- Genre: children's religious
- Presented by: Gloria Chetwynd Ann Graham Helene Nickerson
- Country of origin: Canada
- Original language: English
- No. of seasons: 4

Production
- Producers: Robert Haylock Bill Rice
- Production location: Montreal
- Running time: 30 minutes

Original release
- Network: CBC Television
- Release: 7 October 1962 – 26 June 1966

= Time for Sunday School =

Canadian children's television series

Time for Sunday School is a Canadian children's religious television series which aired on CBC Television from 1962 to 1966.

==Premise==
The series consisted of Bible stories and music with episodes of the US animated series Davey and Goliath. The series also featured Canadian-produced Crabapple Island segments whose leading characters were Mayor Basil Bullfrog and Myopia Mole.

By late 1964, the series featured elements of comparative religion, for example featuring the subject of Hallowe'en and the historic contributions of Druids to that festival.
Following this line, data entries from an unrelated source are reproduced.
//! Expression evaluation against one request and one entity store.

mod compiler;
mod ops;

pub use compiler::{Evaluator, compile};

use crate::ast::{Expr, Var};
use crate::error::EvalError;
use crate::hierarchy::HierarchyCache;
use crate::types::{EntityStore, EntityUid, Request, Value};

/// Everything an evaluation can read: the request variables, the entity
/// store and the hierarchy memo shared by every policy evaluated against
/// this store.
pub struct Environment<'e> {
    entities: &'e dyn EntityStore,
    hierarchy: &'e HierarchyCache,
    vars: [Value; 4],
}

impl<'e> Environment<'e> {
    pub fn new(entities: &'e dyn EntityStore, request: &Request, hierarchy: &'e HierarchyCache) -> Self {
        Environment {
            entities,
            hierarchy,
            vars: [
                Value::EntityUid(request.principal.clone()),
                Value::EntityUid(request.action.clone()),
                Value::EntityUid(request.resource.clone()),
                request.context.clone(),
            ],
        }
    }

    /// An environment with no request: principal, action and resource are
    /// the unspecified entity and the context is empty. Used to evaluate
    /// sub-trees whose operands are all literals.
    pub fn detached(entities: &'e dyn EntityStore, hierarchy: &'e HierarchyCache) -> Self {
        let unspecified = Value::EntityUid(EntityUid::unspecified());
        Environment {
            entities,
            hierarchy,
            vars: [
                unspecified.clone(),
                unspecified.clone(),
                unspecified,
                Value::empty_record(),
            ],
        }
    }

    pub fn var(&self, var: Var) -> &Value {
        match var {
            Var::Principal => &self.vars[0],
            Var::Action => &self.vars[1],
            Var::Resource => &self.vars[2],
            Var::Context => &self.vars[3],
        }
    }

    pub fn entities(&self) -> &'e dyn EntityStore {
        self.entities
    }
}

/// Compiles and runs `expr` once. Callers evaluating the same expression
/// repeatedly should keep the [`Evaluator`] from [`compile`] instead.
pub fn evaluate(expr: &Expr, env: &Environment<'_>) -> Result<Value, EvalError> {
    compile(expr)(env)
}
Series hosts included Gloria Chetwynd, Ann Graham and Helene Nickerson. Nickerson left the series after June 1963 to pursue a teaching career.

==Production==
The series was produced at CBC Montreal by Robert Haylock, and later Bill Rice.

==Scheduling==
This half-hour series aired on Sunday mornings or early afternoons for four seasons, except during mid-year breaks (July to October). Its debut was 7 October 1962 and its last broadcast was on 26 June 1966.